Finalmente, el administrador de la ciencia es el más recién llegado de los tres. Apareció como consecuencia de la institucionalización y el crecimiento de la ciencia, lo que se inició lentamente a fines del siglo pasado, se aceleró después de la primera Guerra Mundial y se transformó en una avalancha incontenible (por lo menos en EUA) después del Sputnik 1. En la actualidad los países desarrollados poseen una red compleja y extensa de instituciones dedicadas a la investigación científica cuya administración ya no puede hacerse por aficionados o, peor aún, por investigadores todavía activos en el laboratorio y en sus ratos libres. En cambio, en los países subdesarrollados (México es un buen ejemplo) los administradores de la ciencia son pocos y tienen poco que hacer, porque la ciencia está igualmente subdesarrollada. En estos países no es raro que los administradores provengan de las filas de los científicos, lo que es favorable para los que se quedan en sus laboratorios porque sus problemas no les son desconocidos a los administradores; sin embargo, esto es desfavorable para la ciencia porque representa uno de los mecanismos de la "fuga de cerebros", que en países donde hay pocos investigadores representa un problema.

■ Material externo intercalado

//! Response envelope
//!
//! The one JSON shape every handler returns: `{ "data": ..., "error": [...] }`.
//! `error` is an empty array on success, never null. The kind → HTTP status
//! mapping for classified failures lives here as well, next to the envelope
//! it feeds.

use axum::http::StatusCode;
use axum::response::{IntoResponse, Response};
use axum::Json;
use serde::{Deserialize, Serialize};
use std::fmt;
use std::future::Future;
use utoipa::ToSchema;

use crate::error::AppError;

// =========================================================================
// Failure taxonomy
// =========================================================================

/// Failure category attached to every classified error.
///
/// The status mapping below is the only place a kind becomes an HTTP code;
/// handlers and helpers never hard-code statuses.
#[derive(Debug, Clone, Copy, PartialEq, Eq)]
pub enum ErrorKind {
    Validation,
    NotFound,
    Conflict,
    Unauthorized,
    Internal,
}

impl ErrorKind {
    /// Central kind → status mapping.
    pub fn status(self) -> StatusCode {
        match self {
            ErrorKind::Validation => StatusCode::UNPROCESSABLE_ENTITY,
            ErrorKind::NotFound => StatusCode::NOT_FOUND,
            ErrorKind::Conflict => StatusCode::CONFLICT,
            ErrorKind::Unauthorized => StatusCode::UNAUTHORIZED,
            ErrorKind::Internal => StatusCode::INTERNAL_SERVER_ERROR,
        }
    }

    /// The numeric code carried inside [`ErrorItem`].
    pub fn code(self) -> u16 {
        self.status().as_u16()
    }
}

// =========================================================================
// Envelope types
// =========================================================================

/// One entry in the envelope's error sequence.
#[derive(Debug, Clone, PartialEq, Eq, Serialize, Deserialize, ToSchema)]
pub struct ErrorItem {
    pub message: String,
    pub code: u16,
}

impl ErrorItem {
    /// Direct construction from a message and a code.
    pub fn new(message: impl Into<String>, code: u16) -> Self {
        Self {
            message: message.into(),
            code,
        }
    }

    /// Construct through the taxonomy; the code comes from the kind.
    pub fn from_kind(kind: ErrorKind, message: impl Into<String>) -> Self {
        Self::new(message, kind.code())
    }
}

/// The uniform response envelope.
#[derive(Debug, Serialize, ToSchema)]
pub struct Output<T> {
    pub data: T,
    pub error: Vec<ErrorItem>,
}

impl<T> Output<T> {
    /// Wrap a payload and an error sequence verbatim.
    pub fn new(data: T, error: Vec<ErrorItem>) -> Self {
        Self { data, error }
    }

    /// Success envelope: payload plus an empty error sequence.
    pub fn ok(data: T) -> Self {
        Self {
            data,
            error: Vec::new(),
        }
    }
}

impl Output<serde_json::Value> {
    /// Failure envelope: `data` is null, errors carry the failure.
    pub fn from_errors(error: Vec<ErrorItem>) -> Self {
        Self {
            data: serde_json::Value::Null,
            error,
        }
    }
}

/// Map unclassified failures to internal-error items, preserving order.
///
/// Classified errors should go through [`ErrorItem::from_kind`] instead so
/// the taxonomy picks the status; this helper exists for error lists with no
/// better category.
pub fn internal_errors<I>(errors: I) -> Vec<ErrorItem>
where
    I: IntoIterator,
    I::Item: fmt::Display,
{
    errors
        .into_iter()
        .map(|e| ErrorItem::from_kind(ErrorKind::Internal, e.to_string()))
        .collect()
}

// =========================================================================
// Transactional error path
// =========================================================================

/// A database unit of work that can be aborted exactly once.
///
/// `abort` consumes the session, so the type system rules out a double abort
/// and a response written while the transaction is still open on this path.
pub trait TxSession: Send {
    type Error: fmt::Display + Send;

    fn abort(self) -> impl Future<Output = Result<(), Self::Error>> + Send;
}

impl<'c> TxSession for sqlx::Transaction<'c, sqlx::Postgres> {
    type Error = sqlx::Error;

    fn abort(self) -> impl Future<Output = Result<(), sqlx::Error>> + Send {
        self.rollback()
    }
}

/// Abort the transaction, then respond with the original error.
///
/// The abort happens-before the response value exists, so no transaction
/// outlives the answer the client sees. An abort failure is logged and never
/// replaces the triggering error.
pub async fn abort_and_respond<S: TxSession>(session: S, err: AppError) -> Response {
    if let Err(abort_err) = session.abort().await {
        tracing::error!(error = %abort_err, "transaction abort failed");
    }
    err.into_response()
}

/// Respond with an error envelope when no transaction is open.
pub fn respond_error(err: AppError) -> Response {
    err.into_response()
}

Estos tres personajes (y los híbridos que se dan entre ellos) constituyen lo que se llama la "comunidad científica". Cada uno de ellos desempeña labores indispensables para la buena marcha de la ciencia. En el futuro es muy probable que aparezcan otros miembros más, en vista de que la ciencia tiende a hacerse cada vez má compleja y cada vez más necesaria para la vida contemporánea. Por eso es que a investigadores, profesores y administradores de la ciencia les conviene convivir en paz y armonía. Van a estar mucho tiempo juntos.